A imprensa internacional elogia o futebol haitiano e há jogadores a destacar com o líbero Jean-Joseph Ernst, sempre muito certo na abordagem aos lances, sobretudo a dobrar o lateral-direito Auguste. Para o sorteio do controlo anti-doping, o Haiti envia Sanon e Jean-Joseph. Nada de especial. Como prémio pelo esforço e pela dedicação, toda a selecção haitiana visita o jardim zoológico de Munique na manhã seguinte ao jogo. Dois dias depois, no dia 18 Junho, cai a notícia como uma bomba: Ernst acusa positivo de Phenylmetrazin. Faz-se uma segunda análise e a substância continua lá.
Gottfroed Schoenholzer, de nacionalidade suíça e director do anti-doping da FIFA, é quem anuncia o primeiro caso de doping em Mundiais. O francês Patrick Hugeaux, médico da selecção do Haiti, confirma o veredicto. E o jogador? Jean-Joseph diz de sua justiça. ‘Tomei Preludium para as crises de asma, o medicamento foi-me recomendado pelo médico de família.’
Hugeaux desmente-o, à cara podre. ‘Jean-Jopseh não é asmático, estou com os jogadores há três meses, tenho a ficha médica de cada um deles e ele não sofre de asma. Além disso, Preludium nunca foi remédio para a asma, funciona, isso sim, como um estimulante.’ Como se isso fosse pouco, ainda faz pouco do jogador. ‘Ele não é inteligente o suficiente para saber o que está a fazer.’
Passa-se um dia, já é terça-feira, e Jean-Joseph é suspenso do Mundial. À frente dos jornalistas, uma série de agentes da polícia secreta do Haiti invade o centro de estágio da selecção do seu país e, à base de murros e pontapés, arrasta Jean-Joseph para dentro de um carro. Daí para o Hotel Sheraton, em Munique, onde espera um avião de regresso a casa. Quando chega ao Haiti, o líder Baby Doc condena o comportamento de Jean-Joseph e manda-o para um campo de concentração durante dois anos. Só é libertado para voltar à selecção na fase de apuramento rumo ao Mundial-78 – curiosamente, o escocês Willie Johnston é apanhado nas malhas do doping na Argentina e é o segundo caso; o terceiro é o argentino Maradona em 1994.

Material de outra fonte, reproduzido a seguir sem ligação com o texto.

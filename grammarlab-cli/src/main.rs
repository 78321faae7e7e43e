//! Command-line interface for grammarlab
//! Runs a grammar through the workflow for one runtime and reports results and
//! diagnoses as they arrive.
//!
//! Usage:
//!   grammarlab `<grammar>...` --runtime `<id>` [--text `<file>`] [--root `<rule>`]   - Run the workflow
//!   grammarlab --list-runtimes                                                  - List configured runtimes
//!
//! Exit codes: 0 on success, 1 when the final state has errors, 2 on usage or
//! configuration problems, 130 when interrupted.

use clap::{Arg, ArgAction, ArgMatches, Command};
use grammarlab_config::{GrammarLabConfig, Loader, LOCAL_CONFIG_FILE};
use grammarlab_core::{
    CancellationToken, GrammarProject, ParseEvent, PredictionMode, Workflow, WorkflowStage,
    WorkflowState,
};
use std::path::PathBuf;
use std::sync::Arc;
use tokio::sync::mpsc;
use tracing::{debug, warn};
use tracing_subscriber::EnvFilter;

const EXIT_ERRORS: i32 = 1;
const EXIT_USAGE: i32 = 2;
const EXIT_INTERRUPTED: i32 = 130;

fn command() -> Command {
    Command::new("grammarlab")
        .version(env!("CARGO_PKG_VERSION"))
        .about("Check a grammar, generate and build its parser, and parse text with it")
        .arg_required_else_help(true)
        .arg(
            Arg::new("grammar")
                .help("Grammar files (a combined grammar, or a lexer and a parser grammar)")
                .num_args(1..)
                .value_parser(clap::value_parser!(PathBuf))
                .required_unless_present("list-runtimes")
                .index(1),
        )
        .arg(
            Arg::new("runtime")
                .long("runtime")
                .short('r')
                .help("Runtime id from the configuration")
                .default_value("java"),
        )
        .arg(
            Arg::new("text")
                .long("text")
                .short('t')
                .help("File to parse with the generated parser")
                .value_parser(clap::value_parser!(PathBuf)),
        )
        .arg(
            Arg::new("root")
                .long("root")
                .help("Parser rule to start from (default: the first declared rule)"),
        )
        .arg(
            Arg::new("tokenize-only")
                .long("tokenize-only")
                .help("Only run the lexer on the text")
                .action(ArgAction::SetTrue),
        )
        .arg(
            Arg::new("prediction-mode")
                .long("prediction-mode")
                .help("Prediction mode: ll, sll or fastll (default from configuration)")
                .value_parser(|value: &str| value.parse::<PredictionMode>()),
        )
        .arg(
            Arg::new("end-stage")
                .long("end-stage")
                .help("Last stage to run: grammar-checked, parser-generated, parser-compiled or text-parsed")
                .value_parser(|value: &str| value.parse::<WorkflowStage>()),
        )
        .arg(
            Arg::new("config")
                .long("config")
                .short('c')
                .help("Configuration file layered over the defaults")
                .value_parser(clap::value_parser!(PathBuf)),
        )
        .arg(
            Arg::new("json")
                .long("json")
                .help("Print diagnoses as JSON instead of streaming results")
                .action(ArgAction::SetTrue),
        )
        .arg(
            Arg::new("list-runtimes")
                .long("list-runtimes")
                .help("List configured runtimes")
                .action(ArgAction::SetTrue),
        )
        .arg(
            Arg::new("verbose")
                .long("verbose")
                .short('v')
                .help("Log workflow progress to stderr")
                .action(ArgAction::SetTrue),
        )
}

#[tokio::main]
async fn main() {
    let matches = command().get_matches();
    init_tracing(matches.get_flag("verbose"));
    std::process::exit(run(&matches).await);
}

fn init_tracing(verbose: bool) {
    let filter = if verbose {
        EnvFilter::new("debug")
    } else {
        EnvFilter::try_from_default_env().unwrap_or_else(|_| EnvFilter::new("warn"))
    };
    tracing_subscriber::fmt()
        .with_env_filter(filter)
        .with_writer(std::io::stderr)
        .with_target(false)
        .init();
}

async fn run(matches: &ArgMatches) -> i32 {
    let config = match load_config(matches) {
        Ok(config) => config,
        Err(message) => {
            eprintln!("Configuration error: {}", message);
            return EXIT_USAGE;
        }
    };

    if matches.get_flag("list-runtimes") {
        handle_list_runtimes_command(&config);
        return 0;
    }

    let workflow = match build_workflow(matches, &config) {
        Ok(workflow) => workflow,
        Err(message) => {
            eprintln!("{}", message);
            return EXIT_USAGE;
        }
    };
    handle_run_command(&workflow, matches.get_flag("json")).await
}

fn load_config(matches: &ArgMatches) -> Result<GrammarLabConfig, String> {
    let mut loader = Loader::new().with_optional_file(LOCAL_CONFIG_FILE);
    if let Some(path) = matches.get_one::<PathBuf>("config") {
        loader = loader.with_file(path);
    }
    loader.build().map_err(|err| err.to_string())
}

fn build_workflow(matches: &ArgMatches, config: &GrammarLabConfig) -> Result<Workflow, String> {
    let runtime_id = matches
        .get_one::<String>("runtime")
        .map(String::as_str)
        .unwrap_or("java");
    let runtime = config.runtime(runtime_id).cloned().ok_or_else(|| {
        let known: Vec<&str> = config.runtime_ids().collect();
        format!(
            "Unknown runtime '{}'. Available runtimes: {}",
            runtime_id,
            known.join(", ")
        )
    })?;

    let grammars: Vec<PathBuf> = matches
        .get_many::<PathBuf>("grammar")
        .map(|paths| paths.cloned().collect())
        .unwrap_or_default();
    let project = GrammarProject::load(&grammars)
        .map_err(|err| format!("Cannot read grammar: {}", err))?;
    debug!(grammar = project.name(), runtime = %runtime.id, "loaded grammar");

    let mut builder = Workflow::builder(project, runtime)
        .workspace(config.workspace.clone())
        .generator(config.generator.clone())
        .tokenize_only(matches.get_flag("tokenize-only"))
        .prediction_mode(
            matches
                .get_one::<PredictionMode>("prediction-mode")
                .copied()
                .unwrap_or(config.parsing.prediction_mode),
        );
    if let Some(text) = matches.get_one::<PathBuf>("text") {
        builder = builder.text(text);
    }
    if let Some(root) = matches.get_one::<String>("root") {
        builder = builder.root(root);
    }
    if let Some(stage) = matches.get_one::<WorkflowStage>("end-stage") {
        builder = builder.end_stage(*stage);
    }
    Ok(builder.build())
}

/// Handle the list-runtimes command
fn handle_list_runtimes_command(config: &GrammarLabConfig) {
    println!("Available runtimes:\n");
    for (id, runtime) in &config.runtimes {
        println!("  {}", id);
        println!("    {} (generator language {})", runtime.name, runtime.language);
        println!();
    }
}

/// Handle a workflow run
async fn handle_run_command(workflow: &Workflow, json: bool) -> i32 {
    let cancel = CancellationToken::new();
    {
        let cancel = cancel.clone();
        tokio::spawn(async move {
            if tokio::signal::ctrl_c().await.is_ok() {
                warn!("interrupted");
                cancel.cancel();
            }
        });
    }

    let (sender, receiver) = mpsc::unbounded_channel();
    let printer = tokio::spawn(print_events(receiver, json));
    let result = workflow.process(&cancel, Some(sender)).await;
    // The workflow dropped its sender, so the printer drains and stops
    let _ = printer.await;

    let state = match result {
        Ok(state) => state,
        Err(cancelled) => {
            eprintln!("{}", cancelled);
            return EXIT_INTERRUPTED;
        }
    };

    if json {
        match serde_json::to_string_pretty(&state.all_diagnoses()) {
            Ok(text) => println!("{}", text),
            Err(err) => {
                eprintln!("Error formatting diagnoses: {}", err);
                return EXIT_USAGE;
            }
        }
    } else {
        print_summary(&state);
    }

    if state.has_errors() {
        EXIT_ERRORS
    } else {
        0
    }
}

async fn print_events(mut receiver: mpsc::UnboundedReceiver<ParseEvent>, quiet: bool) {
    while let Some(event) = receiver.recv().await {
        if quiet {
            continue;
        }
        match event {
            ParseEvent::LexerTime(duration) => println!("Lexer time: {:?}", duration),
            ParseEvent::ParserTime(duration) => println!("Parser time: {:?}", duration),
            ParseEvent::Tokens(tokens) => println!("Tokens: {}", tokens),
            ParseEvent::Tree(tree) => println!("Tree:\n{}", tree),
            ParseEvent::Diagnosis(diagnosis) => eprintln!("{}", diagnosis),
        }
    }
}

fn print_summary(state: &Arc<WorkflowState>) {
    // Stage exceptions are recorded without an event
    let mut failed: Vec<_> = state
        .ancestors()
        .filter_map(|node| node.exception().map(|error| (node.stage(), error)))
        .collect();
    failed.reverse();
    for (stage, error) in failed {
        eprintln!("{}; {}", stage, error);
    }
    if let Some(command) = state.command() {
        debug!(command, "last command");
    }

    let errors = state
        .all_diagnoses()
        .into_iter()
        .filter(|diagnosis| diagnosis.is_error())
        .count();
    println!(
        "{}: {}",
        state.stage(),
        if errors == 0 {
            "ok".to_string()
        } else {
            format!("{} error(s)", errors)
        }
    );
}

De volta a Jean-Joseph, a substância encontrada na sua urina é a mesma do nadador norte-americano Rick DeMont, campeão olímpico dos 400 m livres em Munique-1972. Antes da partida para os Jogos Olímpicos, o próprio DeMont anuncia ao Comité Olímpico dos EUA o seu estatuto de asmático para justificar a dosagem de Marax, receitado pelo médico. O problema é que o Comité Olímpico dos EUA não faz a devida ligação com a lista de produtos aceites e não aceites pelo Comité Olímpico Internacional.
Vai daí, De Mont toma Marax, à falta de informação, na véspera da final dos 400 metros. Vítima de um ataque de madrugada, De Mont saca um comprimido entre a uma e as duas da manhã e toma um outro já de manhã, durante o pequeno-almoço. Já refeito do susto, vai à água e ganha por um centésimo de segundo sobre Cooper. Em vão, o Marax é uma substância proibida e a medalha de ouro vai para o australiano Brad Cooper.
Em 1996, DeMont processa o Comité Olímpico dos EUA por má informação da equipa médica e o caso embrulha-se uns quantos anos. Por fim, em 2001, os médicos aceitam a responsabilidade do erro e aí é a vez do Comité Olímpico dos EUA pedir ao Comité Olímpico Internacional a reentrega da medalha de ouro dos 400 metros livres para DeMont. Até hoje.